How exciting! Starting your own company is a lot like having a new baby! Everything is fresh and new. Suddenly you can work for days on end and you LOVE it! But then reality kicks. The list of obligations on business owners is quite the rude awakening. Sleepless nights trade places with excitement…
Here are a few things you need to remember when starting out:
Remember to register with SARS
The South African Revenue Service is our country’s tax collector. When you were an employee, your employer deducted PAYE from your salary and paid it over every month on your behalf. Hopefully you then remembered to submit your earnings to SARS annually on your income tax return. And this is possibly where your relationship level with SARS reached.
Now that you own a company (irrespective of the entity you chose to register as), SARS will start to move a little closer to you. You need to register for (at least) Income Tax, PAYE and possibly VAT.
- Income Tax – This would be tax payable to the SARS on your taxable income.
- PAYE – Pay As You Go refers to payroll taxes. This needs to be deducted from your employees’salaries and paid over to the SARS. When this is submitted, UIF & SDL is also paid over.
- VAT – When your company’s turnover is more than a 1.2 million Rands per year, you have to register for VAT.
It is important that you get acquainted with these taxes and not just leave it in you accountant’s capable hands. YOU are held liable as the owner of the company for these taxes and you need to own up to your responsibility by at least understanding what your obligations are.
2. Keep a good set of books
I do understand that this is a challenge for the typical entrepreneur, especially the creative type. “Admin is not my strong point” is something I hear over and over again. My personal strong point is admin, but I cannot help you PROPERLY if you do not understand what I am doing for you. Like Tom Cruise’s character Jerry Mcguire said “Help me help you” 🙂 … So, I would strongly advise you to at least learn the basics of proper bookkeeping. If you appoint someone to do the task and you are unable to read the financial statements, you might be getting yourself into deep trouble. You will grow your company much better when you know whether you are making money or not 🙂
3. Make sure you know what your responsibility is as an EMPLOYER
Employing people is as liberating (now I have time to focus on BUILDING my company) as it is binding (think Labour Law, contracts, record keeping, employee complaints, discipline issues etc.). Get to know the BCEA (Basic Conditions of Employment Act), and join groups on LinkedIn that discuss labour issues. There are many things that you would think are quite logical ,but then your employee might think differently. COMMUNICATION is key here. And keeping a proper paper trail. Here I would advise you to get someone as a mentor / HR consultant to help you through the process. Get your employment contracts, your work policies and rules all in order and ensure that the tedious task of “HR” is done properly.
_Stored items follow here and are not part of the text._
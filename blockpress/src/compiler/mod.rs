//! Schema compiler.
//!
//! Expands the registry into the field-group tree consumed by the
//! custom-fields storage layer and fills the flat index as a side effect.
//! Node ids come from [`crate::key`] over these paths:
//!
//! ```text
//! group     <builder>
//! controls  <builder>:settings:{enabled,layout}
//! layout    <builder>:layouts:<layout>
//! block     <collection path>:<block>
//! field     <block path>:<group>:<field>[:<sub field>...]
//! tab       <block path>:tabs:<group>
//! ```

mod fields;

pub use fields::*;

use crate::error::{BlockPressError, Result};
use crate::flatmap::{FlatEntry, FlatIndex, NodeType};
use crate::key::{KeyKind, KeyPath, KEY_SCHEME_VERSION};
use crate::registry::{Entity, EntityKind, EntityRef, FieldGroup, Registry};
use crate::schema::{BlockKind, FieldDeclaration, FieldSlot, NameFilter};
use chrono::{DateTime, Utc};
use serde::{Deserialize, Serialize};
use serde_json::{json, Map, Value};
use std::collections::{BTreeMap, HashSet};

/// Output of one successful compilation pass.
#[derive(Debug, Clone, PartialEq, Serialize, Deserialize)]
pub struct CompiledSchema {
    pub group: FieldGroupNode,
    pub flatmap: FlatIndex,
    /// Hash of the definitions this schema was compiled from
    pub source_hash: String,
    pub key_scheme: u32,
    pub compiled_at: DateTime<Utc>,
}

/// A compiled entity.
#[derive(Debug, Clone, PartialEq, Serialize)]
#[serde(untagged)]
pub enum CompiledNode {
    /// A layout compiles to its flexible_content field
    Layout(FieldNode),
    Block(BlockNode),
}

/// Where an entity is being compiled.
#[derive(Debug, Clone, Default)]
pub struct CompileContext<'r> {
    /// The layout that ultimately owns everything compiled under this context
    pub layout: Option<&'r Entity>,
    /// The entity whose collection is being filled
    pub parent: Option<&'r Entity>,
    ancestors: Vec<String>,
}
4. Register with the Workmans Compensation Fund AND the UIF
By law your company is required to register with the Workmans Compensation Fund.
There is also then the additional responsibility of paying fees to them annually. This fund is used for employment related injuries, and the penalties payable if you are not registered are really not worth your non-compliance.
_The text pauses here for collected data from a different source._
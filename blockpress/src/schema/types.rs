use serde::{Deserialize, Serialize};
use std::collections::BTreeMap;

/// Top-level definition file parsed from blockpress.yaml (or an included file)
#[derive(Debug, Clone, Default, PartialEq, Serialize, Deserialize)]
pub struct DefinitionFile {
    #[serde(default)]
    pub settings: Settings,
    /// Glob patterns of further definition files, relative to the data directory
    #[serde(default)]
    pub include: Vec<String>,
    #[serde(default)]
    pub blocks: BTreeMap<String, BlockDefinition>,
    #[serde(default)]
    pub layouts: BTreeMap<String, LayoutDefinition>,
}

/// Builder-wide settings
#[derive(Debug, Clone, PartialEq, Serialize, Deserialize)]
pub struct Settings {
    #[serde(default = "default_builder_name")]
    pub name: String,
    #[serde(default = "default_builder_label")]
    pub label: String,
    #[serde(default)]
    pub description: String,
    /// Content-item types the compiled field group is attached to
    #[serde(default = "default_post_types")]
    pub post_types: Vec<String>,
    #[serde(default = "default_true")]
    pub use_cache: bool,
    /// Wrap cache hits in an HTML comment naming the cache key
    #[serde(default = "default_true")]
    pub cache_markers: bool,
    /// Name of the request flag that asks for a cache bust
    #[serde(default = "default_bust_param")]
    pub bust_param: String,
    /// Merge element id/class fields into every block's configure group
    #[serde(default = "default_true")]
    pub core_fields: bool,
}

impl Default for Settings {
    fn default() -> Self {
        Settings {
            name: default_builder_name(),
            label: default_builder_label(),
            description: String::new(),
            post_types: default_post_types(),
            use_cache: true,
            cache_markers: true,
            bust_param: default_bust_param(),
            core_fields: true,
        }
    }
}

fn default_builder_name() -> String {
    "builder".into()
}

fn default_builder_label() -> String {
    "BlockPress".into()
}

fn default_post_types() -> Vec<String> {
    vec!["post".into(), "page".into()]
}

fn default_bust_param() -> String {
    "bust_cache".into()
}

fn default_true() -> bool {
    true
}

fn default_display() -> String {
    "block".into()
}

fn default_button_label() -> String {
    "Add Block".into()
}

/// Definition of a single block
#[derive(Debug, Clone, Default, PartialEq, Serialize, Deserialize)]
pub struct BlockDefinition {
    #[serde(default)]
    pub label: Option<String>,
    #[serde(default)]
    pub description: String,
    #[serde(default)]
    pub kind: BlockKind,
    #[serde(default = "default_display")]
    pub display: String,
    #[serde(default)]
    pub content: Vec<FieldSlot>,
    #[serde(default)]
    pub customise: Vec<FieldSlot>,
    #[serde(default)]
    pub configure: Vec<FieldSlot>,
    /// Blocks that may be nested inside this block's collection fields
    #[serde(default)]
    pub blocks: NameFilter,
    #[serde(default)]
    pub rules: CompatibilityRules,
}

/// Shape of a block
#[derive(Debug, Clone, Copy, Default, PartialEq, Eq, Hash, Serialize, Deserialize)]
#[serde(rename_all = "snake_case")]
pub enum BlockKind {
    #[default]
    Basic,
    /// Owns a single nested-block collection
    Container,
    /// Owns a repeater whose rows each host a nested-block collection
    Repeating,
}

/// Definition of a single layout
#[derive(Debug, Clone, Default, PartialEq, Serialize, Deserialize)]
pub struct LayoutDefinition {
    #[serde(default)]
    pub label: Option<String>,
    #[serde(default)]
    pub description: String,
    #[serde(default)]
    pub instructions: String,
    #[serde(default)]
    pub blocks: NameFilter,
    #[serde(default = "default_button_label")]
    pub button_label: String,
}

/// Which parents may contain an entity.
///
/// Without `rules` every parent is allowed. Once `rules` is declared, a
/// parent type it does not mention is not allowed.
#[derive(Debug, Clone, Default, PartialEq, Eq, Serialize, Deserialize)]
#[serde(from = "RawCompatibilityRules")]
pub struct CompatibilityRules {
    pub block: NameFilter,
    pub layout: NameFilter,
}

#[derive(Debug, Clone, Deserialize)]
struct RawCompatibilityRules {
    #[serde(default)]
    block: Option<NameFilter>,
    #[serde(default)]
    layout: Option<NameFilter>,
}

impl From<RawCompatibilityRules> for CompatibilityRules {
    fn from(raw: RawCompatibilityRules) -> Self {
        CompatibilityRules {
            block: raw.block.unwrap_or(NameFilter::none()),
            layout: raw.layout.unwrap_or(NameFilter::none()),
        }
    }
}

/// A filter over entity names: `"*"`, `"none"`, `name`, `[a, b]` or `{ except: [a, b] }`
#[derive(Debug, Clone, Default, PartialEq, Eq, Serialize, Deserialize)]
#[serde(from = "RawNameFilter", into = "RawNameFilter")]
pub enum NameFilter {
    #[default]
    Any,
    Only(Vec<String>),
    Except(Vec<String>),
}

impl NameFilter {
    /// Matches no name.
    pub fn none() -> Self {
        NameFilter::Only(Vec::new())
    }

    pub fn matches(&self, name: &str) -> bool {
        match self {
            NameFilter::Any => true,
            NameFilter::Only(names) => names.iter().any(|n| n == name),
            NameFilter::Except(names) => !names.iter().any(|n| n == name),
        }
    }

    /// Names referenced explicitly by the filter
    pub fn named(&self) -> &[String] {
        match self {
            NameFilter::Any => &[],
            NameFilter::Only(names) | NameFilter::Except(names) => names,
        }
    }
}

#[derive(Debug, Clone, Serialize, Deserialize)]
#[serde(untagged)]
enum RawNameFilter {
    One(String),
    Many(Vec<String>),
    Except { except: Vec<String> },
}

impl From<RawNameFilter> for NameFilter {
    fn from(raw: RawNameFilter) -> Self {
        match raw {
            RawNameFilter::One(s) if s == "*" || s == "any" => NameFilter::Any,
            RawNameFilter::One(s) if s == "none" => NameFilter::none(),
            RawNameFilter::One(s) => NameFilter::Only(vec![s]),
            RawNameFilter::Many(names) => NameFilter::Only(names),
            RawNameFilter::Except { except } => NameFilter::Except(except),
        }
    }
}

impl From<NameFilter> for RawNameFilter {
    fn from(filter: NameFilter) -> Self {
        match filter {
            NameFilter::Any => RawNameFilter::One("*".into()),
            NameFilter::Only(names) => RawNameFilter::Many(names),
            NameFilter::Except(except) => RawNameFilter::Except { except },
        }
    }
}

/// One slot in a field group: either a literal declaration or a generator reference
#[derive(Debug, Clone, PartialEq, Serialize, Deserialize)]
#[serde(untagged)]
pub enum FieldSlot {
    Generated(GeneratorRef),
    Literal(FieldDeclaration),
}

/// A deferred field declaration, resolved by name before compilation
#[derive(Debug, Clone, PartialEq, Serialize, Deserialize)]
#[serde(deny_unknown_fields)]
pub struct GeneratorRef {
    pub generate: String,
    #[serde(default)]
    pub args: Vec<serde_json::Value>,
}

/// Definition of a single field
#[derive(Debug, Clone, PartialEq, Serialize, Deserialize)]
pub struct FieldDeclaration {
    #[serde(default)]
    pub name: Option<String>,
    #[serde(default)]
    pub label: Option<String>,
    #[serde(rename = "type")]
    pub field_type: String,
    #[serde(default)]
    pub instructions: Option<String>,
    #[serde(default)]
    pub required: bool,
    #[serde(default)]
    pub default_value: Option<serde_json::Value>,
    /// Visibility rule over sibling fields, by sibling name
    #[serde(default)]
    pub conditional: Option<ConditionSpec>,
    /// Row template for group and repeater fields
    #[serde(default)]
    pub sub_fields: Vec<FieldSlot>,
    /// Blocks offered by a flexible_content field (defaults to the owning entity's)
    #[serde(default)]
    pub blocks: Option<NameFilter>,
    /// Type-specific options passed through to the compiled field
    #[serde(flatten)]
    pub options: BTreeMap<String, serde_json::Value>,
}

impl FieldDeclaration {
    pub fn new(name: &str, label: &str, field_type: &str) -> Self {
        FieldDeclaration {
            name: Some(name.to_string()),
            label: Some(label.to_string()),
            field_type: field_type.to_string(),
            instructions: None,
            required: false,
            default_value: None,
            conditional: None,
            sub_fields: Vec::new(),
            blocks: None,
            options: BTreeMap::new(),
        }
    }

    pub fn with_option(mut self, key: &str, value: serde_json::Value) -> Self {
        self.options.insert(key.to_string(), value);
        self
    }

    pub fn with_instructions(mut self, instructions: &str) -> Self {
        self.instructions = Some(instructions.to_string());
        self
    }

    pub fn with_default(mut self, value: serde_json::Value) -> Self {
        self.default_value = Some(value);
        self
    }

    pub fn with_sub_field(mut self, field: FieldDeclaration) -> Self {
        self.sub_fields.push(FieldSlot::Literal(field));
        self
    }

    /// The declared name; empty until the registry has resolved it.
    pub fn name(&self) -> &str {
        self.name.as_deref().unwrap_or_default()
    }

    pub fn label(&self) -> &str {
        self.label.as_deref().unwrap_or_else(|| self.name())
    }

    /// Literal sub-field declarations (generator references are resolved by the registry)
    pub fn literal_sub_fields(&self) -> impl Iterator<Item = &FieldDeclaration> {
        self.sub_fields.iter().filter_map(|slot| match slot {
            FieldSlot::Literal(decl) => Some(decl),
            FieldSlot::Generated(_) => None,
        })
    }
}

/// Conditional-visibility rule as written in a definition
#[derive(Debug, Clone, PartialEq, Serialize, Deserialize)]
#[serde(untagged)]
pub enum ConditionSpec {
    /// Visible when one sibling matches
    Rule(ConditionRuleSpec),
    /// Full OR-of-AND form
    AnyOf(Vec<Vec<ConditionRuleSpec>>),
}

impl ConditionSpec {
    /// Normalise into OR-of-AND clauses
    pub fn clauses(&self) -> Vec<Vec<ConditionRuleSpec>> {
        match self {
            ConditionSpec::Rule(rule) => vec![vec![rule.clone()]],
            ConditionSpec::AnyOf(clauses) => clauses.clone(),
        }
    }
}

#[derive(Debug, Clone, PartialEq, Serialize, Deserialize)]
pub struct ConditionRuleSpec {
    /// Sibling field name
    pub field: String,
    #[serde(default = "default_operator")]
    pub operator: String,
    pub value: serde_json::Value,
}

fn default_operator() -> String {
    "==".into()
}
You also need to register at the Unemployment Insurance Fund.
UIF is paid over for each employee (including for yourself) on amonthly basis. It is the fund that will pay out funds to you or your staff in the case of illness or unemployment. It also covers women for maternity leave. You need to submit a return to the fund on a monthly basis to show what was deducted and paid over for each employee. When you are registered for PAYE with SARS, the UIF money is paid over to SARS together with your employees’ tax & skills development levies.
4. Find out if the industry you function in is governed by a BARGAINING COUNCIL
There are various Bargaining Councils in South Africa. A Bargaining Council governs specific industries’ terms and conditions of employment as well as the minimum wages for the categories of employees. It is VERY beneficial to understand the Bargaining Council system and to become involved in it. You have to register with the Bargaining Council if you fall under its jurisdiction, but you participate in the system by joining one of the parties.
This all sounds overwhelming, and it could very easily become chaotic if not managed properly from the start.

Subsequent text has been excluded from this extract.